The Language Tax: Why Different Languages Consume More Tokens
AI models break text into tokens. Spanish needs more than English to say the same thing. Here's why and what impact it has on your projects.
Contributors: Manu Rubio
Imagine you call a taxi with a meter. The destination is the same for all passengers, but the final price varies depending on the language you give the address in. English speakers pay 6 euros. Spanish speakers pay 9. And you, as the developer of the application, pay the difference.
That’s exactly what happens when you build something with AI for Spanish-speaking users. Not because the models discriminate against languages, but because of how they divide text before processing it.
Prerequisites
This post doesn’t assume previous AI knowledge. If you know what an API is (an endpoint to send requests to a service), you have enough. If you don’t, that’s fine too: what matters here is understanding the concept, not implementing it.
What is a Token
Before talking about inefficiencies, you need to understand what a token is, because it’s the central concept for everything that follows.
An AI model doesn’t read text the way you do. It doesn’t see the word “casa” as a unit. It receives a sequence of characters, breaks it into pieces called tokens, processes each piece separately, and then generates the response. Think of it like a puzzle: the model disassembles the text into pieces, works with them, and builds the response piece by piece as well.

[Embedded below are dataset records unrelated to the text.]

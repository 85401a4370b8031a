// QR rendering entities

use std::fmt;
use std::str::FromStr;

use anyhow::{anyhow, Result};
use serde::{Deserialize, Serialize};

use crate::value_objects::ErrorCorrectionLevel;

#[derive(Debug, Clone, Copy, PartialEq, Eq, Serialize, Deserialize)]
pub struct Color(pub [u8; 3]);

impl Color {
    pub const BLACK: Color = Color([0x00, 0x00, 0x00]);
    pub const WHITE: Color = Color([0xff, 0xff, 0xff]);
}

impl FromStr for Color {
    type Err = anyhow::Error;

    fn from_str(s: &str) -> Result<Self> {
        let hex = s.trim().trim_start_matches('#');
        if hex.len() != 6 || !hex.chars().all(|ch| ch.is_ascii_hexdigit()) {
            return Err(anyhow!("invalid color '{}', expected #rrggbb", s));
        }
        let channel = |range: std::ops::Range<usize>| {
            u8::from_str_radix(&hex[range], 16).map_err(|err| anyhow!(err))
        };
        Ok(Color([channel(0..2)?, channel(2..4)?, channel(4..6)?]))
    }
}

impl fmt::Display for Color {
    fn fmt(&self, f: &mut fmt::Formatter<'_>) -> fmt::Result {
        let [r, g, b] = self.0;
        write!(f, "#{:02x}{:02x}{:02x}", r, g, b)
    }
}

#[derive(Debug, Clone, PartialEq, Eq)]
pub struct QrConfig {
    pub size_px: u32,
    pub foreground: Color,
    pub background: Color,
    pub error_correction: ErrorCorrectionLevel,
    pub include_margin: bool,
}

impl Default for QrConfig {
    fn default() -> Self {
        Self {
            size_px: 512,
            foreground: Color::BLACK,
            background: Color::WHITE,
            error_correction: ErrorCorrectionLevel::H,
            include_margin: true,
        }
    }
}

/// Packed RGB8 pixels, row-major.
#[derive(Debug, Clone, PartialEq, Eq)]
pub struct QrBitmap {
    pub width: u32,
    pub height: u32,
    pub pixels: Vec<u8>,
}

impl QrBitmap {
    pub fn pixel(&self, x: u32, y: u32) -> Option<Color> {
        if x >= self.width || y >= self.height {
            return None;
        }
        let offset = ((y * self.width + x) * 3) as usize;
        let rgb = self.pixels.get(offset..offset + 3)?;
        Some(Color([rgb[0], rgb[1], rgb[2]]))
    }
}

#[derive(Debug, Clone, Copy, PartialEq, Eq)]
pub enum ExportFormat {
    Png,
    Jpeg,
}

impl ExportFormat {
    pub fn extension(&self) -> &'static str {
        match self {
            ExportFormat::Png => "png",
            ExportFormat::Jpeg => "jpg",
        }
    }

    pub fn mime_type(&self) -> &'static str {
        match self {
            ExportFormat::Png => "image/png",
            ExportFormat::Jpeg => "image/jpeg",
        }
    }

    pub fn file_name(&self, timestamp: i64) -> String {
        format!("qrcraft-{}.{}", timestamp, self.extension())
    }
}

impl FromStr for ExportFormat {
    type Err = anyhow::Error;

    fn from_str(s: &str) -> Result<Self> {
        match s.trim().to_lowercase().as_str() {
            "png" => Ok(ExportFormat::Png),
            "jpg" | "jpeg" => Ok(ExportFormat::Jpeg),
            other => Err(anyhow!("unsupported export format '{}'", other)),
        }
    }
}

/// Payload handed to the system clipboard.
#[derive(Debug, Clone)]
pub struct ClipboardImage {
    pub mime_type: &'static str,
    pub bytes: Vec<u8>,
}
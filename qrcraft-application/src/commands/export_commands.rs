use anyhow::Context;
use qrcraft_domain::{ClipboardImage, ExportFormat, GenerationRecord, QrBitmap};
use tracing::debug;

use crate::{AppError, AppState};

#[derive(Debug, Clone)]
pub struct ExportedImage {
    pub file_name: String,
    pub mime_type: &'static str,
    pub bytes: Vec<u8>,
}

/// Encodes the active record's value with the configured QR settings.
pub async fn render_active(state: &AppState) -> Result<(GenerationRecord, QrBitmap), AppError> {
    let record = state
        .session
        .lock()
        .await
        .active_record()
        .cloned()
        .ok_or_else(|| AppError::NotFound("no active QR code".to_string()))?;
    let bitmap = state
        .encoder
        .encode(record.value(), &state.config.qr)
        .with_context(|| format!("failed to encode record {}", record.id()))?;
    debug!(
        "rendered record {} at {}x{} (level {})",
        record.id(),
        bitmap.width,
        bitmap.height,
        state.config.qr.error_correction
    );
    Ok((record, bitmap))
}

pub async fn export_active(state: &AppState, format: ExportFormat) -> Result<ExportedImage, AppError> {
    let (_, bitmap) = render_active(state).await?;
    let bytes = state
        .exporter
        .export(&bitmap, format)
        .with_context(|| format!("failed to export {} image", format.extension()))?;
    Ok(ExportedImage {
        file_name: format.file_name(state.clock.now_millis()),
        mime_type: format.mime_type(),
        bytes,
    })
}

/// PNG payload for the system clipboard.
pub async fn copy_active(state: &AppState) -> Result<ClipboardImage, AppError> {
    let exported = export_active(state, ExportFormat::Png).await?;
    Ok(ClipboardImage {
        mime_type: exported.mime_type,
        bytes: exported.bytes,
    })
}

#[cfg(test)]
mod tests {
    use super::*;
    use crate::commands::history_commands::{deselect, generate};
    use crate::test_support::test_state;
    use qrcraft_domain::ContentType;

    #[tokio::test]
    async fn rendering_requires_an_active_record() {
        let (state, _store) = test_state().await;
        let err = render_active(&state).await.expect_err("nothing active");
        assert!(matches!(err, AppError::NotFound(_)));

        generate(&state, "hi there", ContentType::Text).await.expect("generate");
        deselect(&state).await;
        assert!(render_active(&state).await.is_err());
    }

    #[tokio::test]
    async fn export_names_file_by_format() {
        let (state, _store) = test_state().await;
        generate(&state, "hi there", ContentType::Text).await.expect("generate");

        let (record, bitmap) = render_active(&state).await.expect("render");
        assert_eq!(record.value(), "hi there");
        assert_eq!(bitmap.width, 8);

        let png = export_active(&state, ExportFormat::Png).await.expect("png");
        assert!(png.file_name.starts_with("qrcraft-"));
        assert!(png.file_name.ends_with(".png"));
        assert_eq!(png.mime_type, "image/png");

        let jpg = export_active(&state, ExportFormat::Jpeg).await.expect("jpg");
        assert!(jpg.file_name.ends_with(".jpg"));

        let clip = copy_active(&state).await.expect("clipboard");
        assert_eq!(clip.mime_type, "image/png");
        assert!(clip.bytes.starts_with(b"png"));
    }
}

Those pieces don’t follow a fixed rule. A short, common word can be 1 token: “casa”, “gato”, “the”, “cat”. A long or infrequent word can split into 2 or more: “anticonstitucional” could become “anti” + “constitu” + “cional”. Spaces, punctuation marks, and emojis also consume tokens.
As a rough rule for English: 1 token equals about 4 letters, or roughly three-quarters of an average word. For other languages, that proportion changes quite a bit.
Why English Has an Advantage: The BPE Bias
The process of creating tokens isn’t manual. There’s an algorithm called Byte-Pair Encoding (BPE) that learns to divide text automatically from large amounts of real text.
It works like this: the algorithm scans millions of texts and looks for sequences of characters that appear together most frequently. When it finds that “c-a-t” appears millions of times, it learns that that’s a complete unit and assigns it its own token. The same with “house”, “computer”, “the”. The result is a vocabulary of predefined tokens that the model can use directly, without fragmenting.
The problem is in the training data.
The vast majority of the text used to train these algorithms is in English. So BPE learned English very well: it memorized almost all its common words as complete tokens. When it encounters Spanish, German, or Arabic, it doesn’t recognize the words with the same frequency and is forced to break them into syllables or even individual letters. It’s not that it can’t read Spanish. It’s that it reads it less efficiently because it didn’t study it as thoroughly.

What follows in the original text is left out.